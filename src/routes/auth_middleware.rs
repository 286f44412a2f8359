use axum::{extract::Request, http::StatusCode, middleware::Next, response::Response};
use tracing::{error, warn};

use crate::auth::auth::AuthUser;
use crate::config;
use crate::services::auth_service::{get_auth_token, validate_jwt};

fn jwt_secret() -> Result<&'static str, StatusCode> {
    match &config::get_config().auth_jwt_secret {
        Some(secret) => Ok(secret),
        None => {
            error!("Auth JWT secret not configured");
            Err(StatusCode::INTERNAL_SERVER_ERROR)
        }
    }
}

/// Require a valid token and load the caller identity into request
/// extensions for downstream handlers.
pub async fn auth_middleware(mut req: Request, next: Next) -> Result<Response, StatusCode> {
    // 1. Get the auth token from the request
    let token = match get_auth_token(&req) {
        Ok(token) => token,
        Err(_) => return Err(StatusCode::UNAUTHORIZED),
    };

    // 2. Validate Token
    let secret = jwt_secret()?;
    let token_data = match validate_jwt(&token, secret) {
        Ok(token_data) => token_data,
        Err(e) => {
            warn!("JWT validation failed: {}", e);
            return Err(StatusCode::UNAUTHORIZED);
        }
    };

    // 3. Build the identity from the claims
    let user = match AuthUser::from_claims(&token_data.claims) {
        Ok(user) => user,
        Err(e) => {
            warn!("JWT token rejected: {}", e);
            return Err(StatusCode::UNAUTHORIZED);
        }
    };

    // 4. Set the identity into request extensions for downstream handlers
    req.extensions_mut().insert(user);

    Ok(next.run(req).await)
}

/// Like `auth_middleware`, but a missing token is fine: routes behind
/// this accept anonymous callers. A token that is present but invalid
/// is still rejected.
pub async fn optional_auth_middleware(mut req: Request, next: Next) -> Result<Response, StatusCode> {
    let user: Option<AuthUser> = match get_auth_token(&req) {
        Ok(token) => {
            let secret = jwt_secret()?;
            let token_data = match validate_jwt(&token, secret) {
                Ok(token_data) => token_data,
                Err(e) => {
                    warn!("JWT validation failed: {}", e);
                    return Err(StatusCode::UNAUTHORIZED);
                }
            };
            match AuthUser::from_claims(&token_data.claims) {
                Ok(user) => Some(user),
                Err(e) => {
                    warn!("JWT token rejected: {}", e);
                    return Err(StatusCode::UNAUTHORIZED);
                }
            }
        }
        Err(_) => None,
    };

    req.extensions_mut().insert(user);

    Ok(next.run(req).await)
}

* * *

Goal of the exercise — Copy all lines from the listing that contain "crate".

Solution to this exercise —
use crate::auth::auth::AuthUser;
use crate::config;
use crate::services::auth_service::{get_auth_token, validate_jwt};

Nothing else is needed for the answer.